This cellular response is coordinated by and involves the secretion of a range of cytokines and growth factors including transforming growth factor-β (TGF-β), platelet-derived growth factor (PDGF), fibroblast growth factor-2 (FGF-2), vascular endothelial growth factor (VEGF), macrophage colony stimulating factor (M-CSF), interleukins-1 and -6 (IL-1 and -6), bone morphogenetic proteins (BMPs), and tumor necrosis factor-α (TNF-α). This factors facilitate the recruitment of additional inflammatory cells in a positive feedback loop, and also the migration and invasion of multipotent mesenchymal stem cells. Stem cells originating from the periosteum, bone marrow, circulation, and the surrounding soft tissues have been implicated in bone formation and repair."<-So a bony callus begins as a hematoma with inflammatory cytokines and traditional bone forming compounds(FGF-2, TGF-Beta, PDGF, BMPs, and VEGF).
For the soft callus:
"Chondrocytes derived from mesenchymal progenitors proliferate and synthesize cartilaginous matrix until all the fibrinous/granulation tissue is replaced by cartilage. Where cartilage production is deficient, fibroblasts replace the region with generalized fibrous tissue. Discrete cartilaginous regions progressively grow and merge to produce a central fibrocartilaginous plug between the fractured fragments that splints the fracture. In the final stages of soft callus production, the chondrocytes undergo hypertrophy and mineralize the cartilaginous matrix before undergoing apoptosis."<-We can get chondrocytes and fibrous tissue without a fracture based hematoma. Say within the bone marrow. If we proceed to stretch this region will it stimulate bone volume(and therefore bone height increase)?
" hard callus can form in the absence of a cartilaginous template in intramembranous bone formation (during conditions of high mechanical stability) or in appositional bone growth, where bone forms directly adjacent to an existing mineralized surface. However, in the majority of orthopaedic instances, some level of endochondral ossification is present."<-There has to be some limiting factor on appositional bone growth because why don't the tips of your fingers constantly grow(if they do then it is incredibly slow)? Stretching this hard callus must too stimulate height growth. It's unlikely for appositional bone growth to occur at a fracture gap as then it would be possible for the bones to become two separate bones.

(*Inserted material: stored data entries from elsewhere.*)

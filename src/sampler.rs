/*!
Multi-chain HMC/NUTS sampler with warm-up adaptation.

[`HmcSampler`] owns one [`HmcChain`] per initial position. Every chain holds its own
random number generator, metric, integrator and adaptor, so chains run in parallel
without sharing mutable state; only the target is shared through an [`Arc`].

# Examples

```rust
use mini_hmc::config::SamplerConfig;
use mini_hmc::distributions::StandardNormal;
use mini_hmc::sampler::HmcSampler;

let mut sampler = HmcSampler::new(
    StandardNormal::new(2),
    vec![vec![0.5, -0.5]; 2],
    SamplerConfig::default(),
)
.unwrap()
.set_seed(42);

let output = sampler.run(200, 200).unwrap();
assert_eq!(output.draws.shape(), &[2, 200, 2]);
let summary = output.summary();
assert!(summary.mean_accept > 0.5);
```
*/

use crate::adaptation::{find_reasonable_step_size, Adaptor};
use crate::config::SamplerConfig;
use crate::core::{ChainOutput, ChainRunner, HasChains, MarkovChain};
use crate::distributions::LogDensity;
use crate::error::{HmcError, Result};
use crate::hamiltonian::{Hamiltonian, PhasePoint};
use crate::integrator::Integrator;
use crate::metric::Metric;
use crate::stats::{collect_rhat, max_rhat, ChainStats, ChainTracker};
use crate::trajectory::{transition, Trajectory, Transition, TransitionStats};
use ndarray::{Array1, Array3, Axis};
use rand::rngs::SmallRng;
use rand::SeedableRng;
use std::sync::Arc;

/// A single HMC chain.
#[derive(Debug, Clone)]
pub struct HmcChain<T: LogDensity> {
    target: Arc<T>,
    point: PhasePoint,
    metric: Metric,
    integrator: Integrator,
    trajectory: Trajectory,
    adaptor: Adaptor,
    config: SamplerConfig,
    /// Warm-up iterations of the current run.
    n_adapts: usize,
    /// Iterations since the last call to `set_warmup`.
    iteration: usize,
    /// Whether the adaptor matches the current warm-up length.
    initialized: bool,
    /// Whether a step size has been chosen at least once.
    tuned: bool,
    rng: SmallRng,
}

impl<T: LogDensity> HmcChain<T> {
    /// Creates a chain at `initial_position`. The position must have a finite
    /// log-density.
    pub fn new(target: Arc<T>, initial_position: Array1<f64>, config: SamplerConfig) -> Result<Self> {
        config.validate()?;
        let dim = target.dim();
        if initial_position.len() != dim {
            return Err(HmcError::DimensionMismatch {
                expected: dim,
                found: initial_position.len(),
            });
        }

        let metric = Metric::identity(config.metric, dim);
        let step_size = config.initial_step_size.unwrap_or(1.0);
        let integrator = config.integrator.build(step_size)?;
        let point = Hamiltonian::new(target.as_ref(), metric.clone())?
            .phase_point(initial_position, Array1::zeros(dim))?;
        if !point.log_density.is_finite() {
            return Err(HmcError::InvalidConfig(
                "initial position has zero density".to_string(),
            ));
        }
        let adaptor = Adaptor::from_config(&config, dim, 0, step_size);

        Ok(Self {
            target,
            point,
            metric,
            integrator,
            trajectory: config.build_trajectory(),
            adaptor,
            tuned: config.initial_step_size.is_some(),
            config,
            n_adapts: 0,
            iteration: 0,
            initialized: false,
            rng: SmallRng::from_entropy(),
        })
    }

    pub fn set_seed(mut self, seed: u64) -> Self {
        self.rng = SmallRng::seed_from_u64(seed);
        self
    }

    pub fn with_rng(mut self, rng: SmallRng) -> Self {
        self.rng = rng;
        self
    }

    /// Starts a new run whose first `n_adapts` iterations adapt the step size and the
    /// metric. With `n_adapts == 0` the parameters of the previous run are kept.
    pub fn set_warmup(&mut self, n_adapts: usize) {
        self.n_adapts = n_adapts;
        self.iteration = 0;
        self.initialized = false;
    }

    pub fn point(&self) -> &PhasePoint {
        &self.point
    }

    pub fn metric(&self) -> &Metric {
        &self.metric
    }

    pub fn step_size(&self) -> f64 {
        self.integrator.nominal_step_size()
    }

    pub fn integrator(&self) -> &Integrator {
        &self.integrator
    }

    pub fn adaptor(&self) -> &Adaptor {
        &self.adaptor
    }

    pub fn iteration(&self) -> usize {
        self.iteration
    }

    pub fn is_warming_up(&self) -> bool {
        self.iteration < self.n_adapts
    }

    fn initialize(&mut self) -> Result<()> {
        let dim = self.target.dim();
        if self.n_adapts > 0 || !self.tuned {
            self.metric = Metric::identity(self.config.metric, dim);
            let step_size = match self.config.initial_step_size {
                Some(eps) => eps,
                None => {
                    let h = Hamiltonian::new(self.target.as_ref(), self.metric.clone())?;
                    find_reasonable_step_size(&mut self.rng, &h, &self.point, 1.0)?
                }
            };
            self.integrator = self.integrator.with_step_size(step_size);
            self.tuned = true;
        }
        self.adaptor = Adaptor::from_config(
            &self.config,
            dim,
            self.n_adapts,
            self.integrator.nominal_step_size(),
        );
        self.initialized = true;
        Ok(())
    }

    /// Runs one transition, adapting while in warm-up.
    pub fn step(&mut self) -> Result<TransitionStats> {
        if !self.initialized {
            self.initialize()?;
        }

        let h = Hamiltonian::new(self.target.as_ref(), self.metric.clone())?;
        let Transition { point, stats } = transition(
            &mut self.rng,
            &h,
            &self.integrator,
            &self.trajectory,
            &self.point,
        )?;
        self.point = point;
        self.iteration += 1;

        if self.iteration <= self.n_adapts {
            let update = self.adaptor.adapt(&self.point.theta, stats.acceptance_rate);
            if let Some(metric) = update.metric {
                self.metric = metric;
            }
            self.integrator = self.integrator.with_step_size(update.step_size);

            if self.iteration == self.n_adapts {
                let (step_size, metric) = self.adaptor.finalize();
                self.integrator = self.integrator.with_step_size(step_size);
                self.metric = metric;
                log::info!(
                    "finished {} warm-up iterations: step size {step_size:.4}, {} metric",
                    self.n_adapts,
                    self.metric.name()
                );
            }
        }
        Ok(stats)
    }
}

impl<T: LogDensity + Send + Sync> MarkovChain for HmcChain<T> {
    fn step(&mut self) -> Result<TransitionStats> {
        HmcChain::step(self)
    }

    fn position(&self) -> &Array1<f64> {
        &self.point.theta
    }
}

/// Runs several [`HmcChain`]s over one shared target.
#[derive(Debug, Clone)]
pub struct HmcSampler<T: LogDensity> {
    pub chains: Vec<HmcChain<T>>,
    /// Seed of the first chain, if one was set.
    pub seed: Option<u64>,
}

impl<T: LogDensity> HmcSampler<T> {
    /// One chain per entry of `initial_positions`.
    pub fn new(target: T, initial_positions: Vec<Vec<f64>>, config: SamplerConfig) -> Result<Self> {
        if initial_positions.is_empty() {
            return Err(HmcError::EmptyInput(
                "at least one initial position is required".to_string(),
            ));
        }
        let target = Arc::new(target);
        let chains = initial_positions
            .into_iter()
            .map(|x| HmcChain::new(Arc::clone(&target), Array1::from(x), config.clone()))
            .collect::<Result<Vec<_>>>()?;
        Ok(Self { chains, seed: None })
    }

    /// Seeds chain `i` with `seed + i`.
    pub fn set_seed(mut self, seed: u64) -> Self {
        self.seed = Some(seed);
        self.chains = self
            .chains
            .into_iter()
            .enumerate()
            .map(|(i, chain)| chain.set_seed(seed.wrapping_add(i as u64)))
            .collect();
        self
    }

    /// Hands one random number stream to every chain.
    pub fn with_rngs(mut self, rngs: Vec<SmallRng>) -> Result<Self> {
        if rngs.len() != self.chains.len() {
            return Err(HmcError::StreamLengthMismatch {
                expected: self.chains.len(),
                found: rngs.len(),
            });
        }
        self.seed = None;
        self.chains = self
            .chains
            .into_iter()
            .zip(rngs)
            .map(|(chain, rng)| chain.with_rng(rng))
            .collect();
        Ok(self)
    }

    pub fn n_chains(&self) -> usize {
        self.chains.len()
    }

    fn collect_output(&self, outputs: Vec<ChainOutput>) -> RunOutput {
        let n_draws = outputs.first().map_or(0, |o| o.draws.nrows());
        let dim = outputs.first().map_or(0, |o| o.draws.ncols());
        let mut draws = Array3::zeros((outputs.len(), n_draws, dim));
        let mut stats = Vec::with_capacity(outputs.len());
        for (c, out) in outputs.into_iter().enumerate() {
            draws.index_axis_mut(Axis(0), c).assign(&out.draws);
            stats.push(out.stats);
        }
        RunOutput {
            draws,
            stats,
            step_sizes: self.chains.iter().map(|c| c.step_size()).collect(),
            metrics: self.chains.iter().map(|c| c.metric().clone()).collect(),
            metric_fallbacks: self
                .chains
                .iter()
                .map(|c| c.adaptor().metric_fallbacks())
                .collect(),
        }
    }
}

impl<T: LogDensity + Send + Sync> HmcSampler<T> {
    /// Runs `n_discard` warm-up iterations followed by `n_collect` sampling
    /// iterations on every chain. Warm-up draws are not returned.
    pub fn run(&mut self, n_collect: usize, n_discard: usize) -> Result<RunOutput> {
        self.chains.iter_mut().for_each(|c| c.set_warmup(n_discard));
        let outputs = self.run_chains(n_collect + n_discard, n_discard)?;
        Ok(self.collect_output(outputs))
    }

    /// Same as [`HmcSampler::run`], with one progress bar per chain.
    pub fn run_progress(&mut self, n_collect: usize, n_discard: usize) -> Result<RunOutput> {
        self.chains.iter_mut().for_each(|c| c.set_warmup(n_discard));
        let outputs = self.run_chains_with_progress(n_collect + n_discard, n_discard)?;
        Ok(self.collect_output(outputs))
    }
}

impl<T: LogDensity + Send + Sync> HasChains for HmcSampler<T> {
    type Chain = HmcChain<T>;

    fn chains_mut(&mut self) -> &mut Vec<Self::Chain> {
        &mut self.chains
    }
}

/// Collected draws and diagnostics of a run.
#[derive(Debug, Clone, PartialEq)]
pub struct RunOutput {
    /// `[chain, draw, dim]`.
    pub draws: Array3<f64>,
    /// `stats[chain][draw]`.
    pub stats: Vec<Vec<TransitionStats>>,
    /// Step size of each chain after warm-up.
    pub step_sizes: Vec<f64>,
    /// Metric of each chain after warm-up.
    pub metrics: Vec<Metric>,
    /// Number of rejected metric estimates per chain.
    pub metric_fallbacks: Vec<usize>,
}

#[derive(Debug, Clone, PartialEq)]
pub struct RunSummary {
    pub n_divergent: usize,
    pub n_max_depth: usize,
    pub mean_accept: f64,
    /// Per-parameter R̂; `None` with fewer than two chains or draws.
    pub rhat: Option<Array1<f64>>,
    pub max_rhat: Option<f64>,
    pub metric_fallbacks: usize,
    pub chains: Vec<ChainStats>,
}

impl RunOutput {
    pub fn n_chains(&self) -> usize {
        self.draws.len_of(Axis(0))
    }

    pub fn n_draws(&self) -> usize {
        self.draws.len_of(Axis(1))
    }

    pub fn summary(&self) -> RunSummary {
        let dim = self.draws.len_of(Axis(2));
        let chains: Vec<ChainStats> = self
            .stats
            .iter()
            .enumerate()
            .map(|(c, stats)| {
                let mut tracker = ChainTracker::new(dim);
                let draws = self.draws.index_axis(Axis(0), c);
                for (row, s) in draws.rows().into_iter().zip(stats) {
                    tracker.step(row, s);
                }
                tracker.stats()
            })
            .collect();

        let all = || self.stats.iter().flatten();
        let n_total = all().count();
        let mean_accept = if n_total == 0 {
            0.0
        } else {
            all().map(|s| s.acceptance_rate).sum::<f64>() / n_total as f64
        };

        let rhat = if chains.len() >= 2 && self.n_draws() >= 2 {
            let refs: Vec<&ChainStats> = chains.iter().collect();
            collect_rhat(&refs).ok()
        } else {
            None
        };

        RunSummary {
            n_divergent: all().filter(|s| s.divergent).count(),
            n_max_depth: all().filter(|s| s.hit_max_depth).count(),
            mean_accept,
            max_rhat: rhat.as_ref().and_then(|r| max_rhat(r).ok()),
            rhat,
            metric_fallbacks: self.metric_fallbacks.iter().sum(),
            chains,
        }
    }
}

"The initial woven bone matrix contains a combination of proteinaceous and mineralized extracellular matrix tissue. This is synthesized by mature osteoblasts, which differentiate from osteoprogenitors in the presence of osteogenic factors. Members of the BMP family are critical mediators of this process, and have been shown to be sufficient for de novo bone formation"<-If the hard callus is mostly type I collagen then we have tons of type I collagen in the bone to stretch. Either the loads people have been using to stretch bone have not been sufficient to stretch Type I collagen or stretching Type I Collagen alone does not cause height growth.
What part of stretching the callus makes you taller is unknown as stretching the components of the callus like cartilage or Type I collagen has not been enough to induce height growth(Now of course the stretching force may have never been enough). The hydrostatic pressure generated by a hematoma may definitely play a role in soft callus fracture healing but hydrostatic pressure is not needed for the hard callus. There would need to be a control study of stretching type I collagen by 1 mm a day with no fracture.
Here's a study that shows the formation of cartilage islands and bands during distraction osteogenesis. This is of relevance to LSJL, as cartilage islands and bands are likely to be what's formed when chondrogenic differentiation is achieved.
Bone lengthening osteogenesis, a combination of intramembranous and endochondral ossification: an experimental study in sheep.
"Endochondral ossification from the central fibrous tissue has been shown in the distraction gap in experimental models of distraction osteogenesis in rabbits. On the other hand, intramembranous ossification has been proposed to result when a low distraction rate under stable external fixation is applied"<-Maybe an initial fibrous tissue has to be formed within the bone marrow for chondrogenesis to proceed.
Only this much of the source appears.